Python: comparing nested values - neater method

Question

I'm new to python know there is a better way to do this extremely simple task but I dont seem to be asking the right questions and I am hoping someone here can give me some advice on how to neaten up my code - I feel like I am writing way to much code to do what I am doing.

I'm tagging my recorded tv shows with tvdb_api. The api returns the banners in an interesting structure (dict nesting tuples nesting dicts) the basic structure is:

{"684x400":
    {"949520":
        {"_bannerpath": "http://tvdb.com/banners/somepath",
         "rating" : 9.000
         #etc...
        },
     "456520":
        {"_bannerpath": "http://tvdb.com/banners/somepath",
            "rating" : 9.000
            #and so on...
        }
    }
}

I loop over the items in the data structure, compare the rating values and get the _bannerpath of the highest rated banner. I do this by getting all of the rating and _bannerpath values from the structure and copying them into as nested lists into a list and then seperating out the rating values into another list and using max to get the highest value and returning the corresponding bannerpath!

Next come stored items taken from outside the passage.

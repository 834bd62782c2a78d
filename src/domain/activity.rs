use chrono::{DateTime, Utc};
use serde::{Deserialize, Serialize};
use utoipa::ToSchema;
use uuid::Uuid;

/// Represents a scheduled activity.
///
/// # Persistence
/// Instances are owned by the [`DataContext`](crate::persistence::DataContext); the copies
/// that travel through the mediator belong to the single request that built them.
///
/// See [`NewActivity`] and [`ActivityForm`] for the request payloads that produce it.
#[derive(Debug, Clone, PartialEq, Serialize, Deserialize, ToSchema)]
pub struct Activity {
    pub id: Uuid,
    pub title: String,
    #[serde(default, skip_serializing_if = "Option::is_none")]
    pub date: Option<DateTime<Utc>>,
    #[serde(default, skip_serializing_if = "Option::is_none")]
    pub description: Option<String>,
    #[serde(default, skip_serializing_if = "Option::is_none")]
    pub category: Option<String>,
    #[serde(default, skip_serializing_if = "Option::is_none")]
    pub city: Option<String>,
    #[serde(default, skip_serializing_if = "Option::is_none")]
    pub venue: Option<String>,
}

impl Activity {
    /// Creates an Activity with only a title set.
    ///
    /// # Arguments
    /// * `id` - The identifier, fixed for the lifetime of the record
    /// * `title` - Display title
    pub fn new(id: Uuid, title: impl Into<String>) -> Self {
        Self {
            id,
            title: title.into(),
            date: None,
            description: None,
            category: None,
            city: None,
            venue: None,
        }
    }

    /// Builds an Activity from descriptive fields and an identifier chosen elsewhere.
    pub fn from_form(id: Uuid, form: ActivityForm) -> Self {
        Self {
            id,
            title: form.title,
            date: form.date,
            description: form.description,
            category: form.category,
            city: form.city,
            venue: form.venue,
        }
    }

    /// Overwrites every descriptive field, leaving `id` untouched.
    pub fn apply(&mut self, form: ActivityForm) {
        self.title = form.title;
        self.date = form.date;
        self.description = form.description;
        self.category = form.category;
        self.city = form.city;
        self.venue = form.venue;
    }

    /// Splits the descriptive fields back out.
    pub fn form(&self) -> ActivityForm {
        ActivityForm {
            title: self.title.clone(),
            date: self.date,
            description: self.description.clone(),
            category: self.category.clone(),
            city: self.city.clone(),
            venue: self.venue.clone(),
        }
    }
}

/// Descriptive fields of an activity (PUT body).
///
/// Carries no identifier: on edit the id comes from the route, and serde drops
/// any `id` member present in the JSON body.
#[derive(Debug, Clone, PartialEq, Serialize, Deserialize, ToSchema)]
pub struct ActivityForm {
    pub title: String,
    #[serde(default)]
    pub date: Option<DateTime<Utc>>,
    #[serde(default)]
    pub description: Option<String>,
    #[serde(default)]
    pub category: Option<String>,
    #[serde(default)]
    pub city: Option<String>,
    #[serde(default)]
    pub venue: Option<String>,
}

impl ActivityForm {
    pub fn titled(title: impl Into<String>) -> Self {
        Self {
            title: title.into(),
            date: None,
            description: None,
            category: None,
            city: None,
            venue: None,
        }
    }

    /// Checks the fields that every stored activity must satisfy.
    pub fn validate(&self) -> Result<(), String> {
        if self.title.trim().is_empty() {
            return Err("title must not be empty".to_string());
        }
        Ok(())
    }
}

/// Payload for creating an activity (POST body).
///
/// The caller may choose the identifier; otherwise a v4 UUID is generated.
#[derive(Debug, Clone, PartialEq, Serialize, Deserialize, ToSchema)]
pub struct NewActivity {
    #[serde(default)]
    pub id: Option<Uuid>,
    #[serde(flatten)]
    pub form: ActivityForm,
}

impl NewActivity {
    /// Resolves the identifier and produces the full Activity.
    pub fn into_activity(self) -> Activity {
        let id = self.id.unwrap_or_else(Uuid::new_v4);
        Activity::from_form(id, self.form)
    }
}

/// Acknowledgement returned by the write operations. Serializes as `{}`.
#[derive(Debug, Clone, Default, PartialEq, Eq, Serialize, Deserialize, ToSchema)]
pub struct Ack {}
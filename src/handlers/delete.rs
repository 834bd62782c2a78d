//! Remove an activity.

use tracing::{info, warn};
use uuid::Uuid;

use super::ActivityError;
use crate::domain::Ack;
use crate::persistence::DataContext;

#[derive(Debug, Clone)]
pub struct Command {
    pub id: Uuid,
}

pub async fn handle(command: Command, ctx: &dyn DataContext) -> Result<Ack, ActivityError> {
    if ctx.remove(command.id).await? {
        info!(id = %command.id, "Deleted");
        Ok(Ack {})
    } else {
        warn!(id = %command.id, "Not found");
        Err(ActivityError::NotFound(command.id))
    }
}
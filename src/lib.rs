//! # Activities API
//!
//! > **A CRUD web service for Activity records, routed through a mediator.**
//!
//! Every HTTP request becomes one message (a query or a command), the
//! [`Mediator`](framework::Mediator) hands it to exactly one handler, and the
//! handler reads or writes through the [`DataContext`](persistence::DataContext).
//!
//! ## 🏗️ Design Philosophy
//!
//! ### Why a Mediator?
//!
//! The controller never touches the store. It only knows how to build a
//! message and how to turn the reply into a response:
//! - **Decoupling**: Handlers can change without touching routing.
//! - **Testability**: The controller is tested against [`MockMediator`](framework::mock::MockMediator),
//!   handlers against [`MemoryContext`](persistence::MemoryContext).
//! - **Type Safety**: Messages form a closed enum, so every message has exactly
//!   one handler and the compiler checks it.
//!
//! ## 👩‍💻 Architecture Notes
//!
//! ### 1. Explicit Application Context
//! There are no globals. [`ActivitySystem`](lifecycle::ActivitySystem) builds the
//! mediator, injects the persistence context into it, and hands the
//! [`MediatorClient`](framework::MediatorClient) to the router as axum state.
//!
//! ### 2. Concurrency Model
//! One Tokio task per HTTP request and one per dispatched message. The only
//! shared state is the store, whose own transaction handling decides races.
//!
//! ### 3. Errors
//! Each layer has its own `thiserror` enum: [`StoreError`](persistence::StoreError),
//! [`ActivityError`](handlers::ActivityError), [`DispatchError`](framework::DispatchError)
//! and [`ApiError`](api::ApiError), which maps to 404 / 409 / 400 / 500.
//!
//! ## 🗺️ Module Tour
//!
//! - [`domain`] - The `Activity` record and its request payloads.
//! - [`persistence`] - SQLite and in-memory stores, migrations, seed data.
//! - [`handlers`] - List, Details, Create, Edit, Delete.
//! - [`framework`] - The mediator and its mock.
//! - [`api`] - The `/api/activities` controller, CORS, OpenAPI document.
//! - [`lifecycle`] - Configuration, tracing and bootstrap.
//!
//! ## 🚀 Quick Start
//!
//! ```bash
//! # Development mode exposes /swagger/v1/swagger.json
//! APP_ENV=Development RUST_LOG=info cargo run
//! ```
//!
//! ### Running Tests
//!
//! ```bash
//! cargo test
//! ```

pub mod api;
pub mod domain;
pub mod framework;
pub mod handlers;
pub mod lifecycle;
pub mod persistence;
//! Message handlers, one module per message type.
//!
//! Each module defines its message (`Query` or `Command`) and an async `handle`
//! function of `(message, &dyn DataContext)`. Handlers hold no state of their
//! own; the [`Mediator`](crate::framework::Mediator) routes each message to
//! exactly one of them.

pub mod create;
pub mod delete;
pub mod details;
pub mod edit;
pub mod error;
pub mod list;

pub use error::*;
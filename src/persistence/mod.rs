//! Persistence context: the store trait, its implementations, and seeding.
//!
//! - [`DataContext`] - the contract every handler depends on
//! - [`SqliteContext`] - `sqlx` pool with embedded migrations
//! - [`MemoryContext`] - `HashMap` store for tests
//! - [`seed_data`] - idempotent demonstration data

pub mod context;
pub mod error;
pub mod memory;
pub mod seed;
pub mod sqlite;

pub use context::DataContext;
pub use error::StoreError;
pub use memory::MemoryContext;
pub use seed::{seed_activities, seed_data};
pub use sqlite::SqliteContext;
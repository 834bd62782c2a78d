//! Process configuration read from the environment.
//!
//! A `.env` file in the working directory is loaded first with `dotenvy`, so
//! values there act as defaults that real environment variables override.

use std::net::SocketAddr;
use std::str::FromStr;

use thiserror::Error;

/// Errors raised while reading configuration. All of them are fatal at startup.
#[derive(Debug, Error, PartialEq)]
pub enum ConfigError {
    #[error("invalid value for {name}: {value}")]
    Invalid { name: &'static str, value: String },
}

/// Deployment environment. Only `Development` exposes the OpenAPI document.
#[derive(Debug, Clone, Copy, PartialEq, Eq)]
pub enum Environment {
    Development,
    Production,
}

impl FromStr for Environment {
    type Err = ();

    fn from_str(s: &str) -> Result<Self, Self::Err> {
        match s.to_ascii_lowercase().as_str() {
            "development" | "dev" => Ok(Environment::Development),
            "production" | "prod" => Ok(Environment::Production),
            _ => Err(()),
        }
    }
}

/// The configuration parameters for the application.
#[derive(Debug, Clone)]
pub struct Settings {
    /// Connection string for the SQLite database (`DATABASE_URL`).
    pub database_url: String,
    /// Address the HTTP listener binds to (`BIND_ADDR`).
    pub bind_addr: SocketAddr,
    /// `APP_ENV`
    pub environment: Environment,
    /// The single origin allowed by the CORS policy (`CORS_ORIGIN`).
    pub cors_origin: String,
    /// Capacity of the mediator's message queue (`MEDIATOR_BUFFER`).
    pub mediator_buffer: usize,
}

impl Default for Settings {
    fn default() -> Self {
        Self {
            database_url: "sqlite://activities.db".to_string(),
            bind_addr: SocketAddr::from(([127, 0, 0, 1], 5000)),
            environment: Environment::Production,
            cors_origin: "http://localhost:3000".to_string(),
            mediator_buffer: 32,
        }
    }
}

impl Settings {
    /// Reads settings from `.env` and the process environment.
    pub fn from_env() -> Result<Self, ConfigError> {
        dotenvy::dotenv().ok();
        Self::from_lookup(|name| std::env::var(name).ok())
    }

    /// Reads settings through `lookup`, falling back to [`Settings::default`]
    /// for every variable that is unset.
    pub fn from_lookup(lookup: impl Fn(&str) -> Option<String>) -> Result<Self, ConfigError> {
        let defaults = Self::default();
        Ok(Self {
            database_url: lookup("DATABASE_URL").unwrap_or(defaults.database_url),
            bind_addr: parse(&lookup, "BIND_ADDR")?.unwrap_or(defaults.bind_addr),
            environment: parse(&lookup, "APP_ENV")?.unwrap_or(defaults.environment),
            cors_origin: lookup("CORS_ORIGIN").unwrap_or(defaults.cors_origin),
            mediator_buffer: parse(&lookup, "MEDIATOR_BUFFER")?
                .filter(|n: &usize| *n > 0)
                .unwrap_or(defaults.mediator_buffer),
        })
    }
}

fn parse<T: FromStr>(
    lookup: &impl Fn(&str) -> Option<String>,
    name: &'static str,
) -> Result<Option<T>, ConfigError> {
    match lookup(name) {
        None => Ok(None),
        Some(value) => value
            .parse()
            .map(Some)
            .map_err(|_| ConfigError::Invalid { name, value }),
    }
}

There MUST be a better way than this!

posterList = []

for tup in bannerStructure:
            for key in tup[1]:
                    if key == "rating":
                            posterList.append([tup[1]['rating'],tup[1]['_bannerpath']])
        ratingList = []

        for rating in posterList:
            ratingList.append(rating[0])

        maxRating = max(ratingList)

        for lst in posterList:
            if lst[0] == maxRating:
                return lst[1]

thankyou for your help!

Answer 1

Assuming the actual structure is like this:

{"684x400":
    {"949520":
        {"_bannerpath": "http://tvdb.com/banners/somepath",
         "rating" : 9.000
         #etc...
        },
     "456520":
        {"_bannerpath": "http://tvdb.com/banners/somepath",
         "rating" : 9.000
         #and so on...
        }
    }
}

Then to find a banner with the highest rating for each resolution:

from operator import itemgetter

for resolution, banners in tvdb_api_result.items():
    bannerpath = max(banners.values(), key=itemgetter('rating'))['_bannerpath']
    print("%s %s" % (resolution, bannerpath))

Answer 2

You can use comprehension and max function to get this

max([(k["_bannerpath"], k["rating"]) for v in data.values() for k in v.values()], key=lambda x:x[1])